[Collected data]
┏━━

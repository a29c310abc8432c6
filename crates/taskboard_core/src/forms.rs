//! Task input form: raw submitted strings, cleaning, and field errors.
//!
//! # Responsibility
//! - Turn raw user input into a [`TaskDraft`] or a set of [`FormErrors`].
//! - Give storage-layer rejections the same field-error shape as input
//!   rejections (see [`crate::constraint`]).
//!
//! # Invariants
//! - Cleaning never touches storage; category existence is checked by the
//!   service before saving.
//! - A form with errors is never saved.

use crate::model::category::CategoryId;
use crate::model::task::{
    validate_due_date, validate_title, Priority, Task, TaskDraft, TaskValidationError,
};
use chrono::NaiveDate;
use serde::{Deserialize, Serialize};
use std::collections::BTreeMap;

pub const DATE_FORMAT: &str = "%Y-%m-%d";

/// Input fields of the task form.
#[derive(Debug, Clone, Copy, PartialEq, Eq, PartialOrd, Ord, Hash, Serialize, Deserialize)]
#[serde(rename_all = "snake_case")]
pub enum FormField {
    Title,
    Description,
    DueDate,
    Priority,
    Category,
}

/// One rejection reason with a stable machine-readable code.
#[derive(Debug, Clone, PartialEq, Eq, Serialize)]
pub struct FormError {
    pub code: &'static str,
    pub message: String,
}

/// Field-level and general errors collected while cleaning or saving.
#[derive(Debug, Clone, Default, PartialEq, Eq, Serialize)]
pub struct FormErrors {
    fields: BTreeMap<FormField, Vec<FormError>>,
    general: Vec<FormError>,
}

impl FormErrors {
    /// Attaches an error to `field`, or to the general list when `None`.
    pub fn add_error(
        &mut self,
        field: Option<FormField>,
        code: &'static str,
        message: impl Into<String>,
    ) {
        let error = FormError {
            code,
            message: message.into(),
        };
        match field {
            Some(field) => self.fields.entry(field).or_default().push(error),
            None => self.general.push(error),
        }
    }

    pub fn add_validation_error(&mut self, error: &TaskValidationError) {
        let (field, code) = match error {
            TaskValidationError::EmptyTitle => (Some(FormField::Title), "empty_title"),
            TaskValidationError::PastDueDate { .. } => (Some(FormField::DueDate), "past_due_date"),
            TaskValidationError::InvalidPriority(_) => {
                (Some(FormField::Priority), "invalid_priority")
            }
            TaskValidationError::NilId | TaskValidationError::TombstoneMismatch { .. } => {
                (None, "invalid_task")
            }
        };
        self.add_error(field, code, error.to_string());
    }

    pub fn field(&self, field: FormField) -> &[FormError] {
        self.fields.get(&field).map_or(&[], Vec::as_slice)
    }

    /// Whether `field` carries an error with the given code.
    pub fn has(&self, field: FormField, code: &str) -> bool {
        self.field(field).iter().any(|error| error.code == code)
    }

    pub fn general(&self) -> &[FormError] {
        &self.general
    }

    pub fn is_empty(&self) -> bool {
        self.fields.is_empty() && self.general.is_empty()
    }
}

/// Raw form submission. Empty strings mean "not provided".
#[derive(Debug, Clone, Default, PartialEq, Eq, Serialize, Deserialize)]
pub struct TaskForm {
    pub title: String,
    pub description: String,
    pub due_date: String,
    pub priority: String,
    pub category: String,
}

impl TaskForm {
    /// Pre-fills a form from a stored task, as shown by the edit page.
    pub fn from_task(task: &Task) -> Self {
        Self {
            title: task.title.clone(),
            description: task.description.clone().unwrap_or_default(),
            due_date: task
                .due_date
                .map(|date| date.format(DATE_FORMAT).to_string())
                .unwrap_or_default(),
            priority: task.priority.as_str().to_string(),
            category: task
                .category_id
                .map(|id| id.to_string())
                .unwrap_or_default(),
        }
    }

    /// Validates every field against `today` and collects all failures.
    pub fn clean(&self, today: NaiveDate) -> Result<TaskDraft, FormErrors> {
        let mut errors = FormErrors::default();

        let title = validate_title(&self.title)
            .map_err(|err| errors.add_validation_error(&err))
            .ok();

        let description = Some(self.description.trim())
            .filter(|value| !value.is_empty())
            .map(str::to_string);

        let due_date = match parse_optional_date(&self.due_date) {
            Ok(parsed) => validate_due_date(parsed, today)
                .map_err(|err| errors.add_validation_error(&err))
                .ok()
                .flatten(),
            Err(()) => {
                errors.add_error(
                    Some(FormField::DueDate),
                    "invalid_date",
                    format!("`{}` is not a valid YYYY-MM-DD date", self.due_date.trim()),
                );
                None
            }
        };

        let priority = match self.priority.trim() {
            "" => Priority::default(),
            value => value.parse::<Priority>().unwrap_or_else(|err| {
                errors.add_validation_error(&err);
                Priority::default()
            }),
        };

        let category_id = match parse_optional_category(&self.category) {
            Ok(category_id) => category_id,
            Err(()) => {
                errors.add_error(
                    Some(FormField::Category),
                    "invalid_category",
                    format!("`{}` is not a valid category id", self.category.trim()),
                );
                None
            }
        };

        match title {
            Some(title) if errors.is_empty() => Ok(TaskDraft {
                title,
                description,
                due_date,
                priority,
                category_id,
            }),
            _ => Err(errors),
        }
    }
}

fn parse_optional_date(raw: &str) -> Result<Option<NaiveDate>, ()> {
    match raw.trim() {
        "" => Ok(None),
        value => NaiveDate::parse_from_str(value, DATE_FORMAT)
            .map(Some)
            .map_err(|_| ()),
    }
}

fn parse_optional_category(raw: &str) -> Result<Option<CategoryId>, ()> {
    match raw.trim() {
        "" => Ok(None),
        value => CategoryId::parse_str(value).map(Some).map_err(|_| ()),
    }
}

┗━━

[Goal of the exercise]:
Word for word, restate the lines running from the one containing "errors.add_validation_error(&err);" through the final line of the records above, and nothing besides.

[Task response]:
                errors.add_validation_error(&err);
                Priority::default()
            }),
        };

        let category_id = match parse_optional_category(&self.category) {
            Ok(category_id) => category_id,
            Err(()) => {
                errors.add_error(
                    Some(FormField::Category),
                    "invalid_category",
                    format!("`{}` is not a valid category id", self.category.trim()),
                );
                None
            }
        };

        match title {
            Some(title) if errors.is_empty() => Ok(TaskDraft {
                title,
                description,
                due_date,
                priority,
                category_id,
            }),
            _ => Err(errors),
        }
    }
}

fn parse_optional_date(raw: &str) -> Result<Option<NaiveDate>, ()> {
    match raw.trim() {
        "" => Ok(None),
        value => NaiveDate::parse_from_str(value, DATE_FORMAT)
            .map(Some)
            .map_err(|_| ()),
    }
}

fn parse_optional_category(raw: &str) -> Result<Option<CategoryId>, ()> {
    match raw.trim() {
        "" => Ok(None),
        value => CategoryId::parse_str(value).map(Some).map_err(|_| ()),
    }
}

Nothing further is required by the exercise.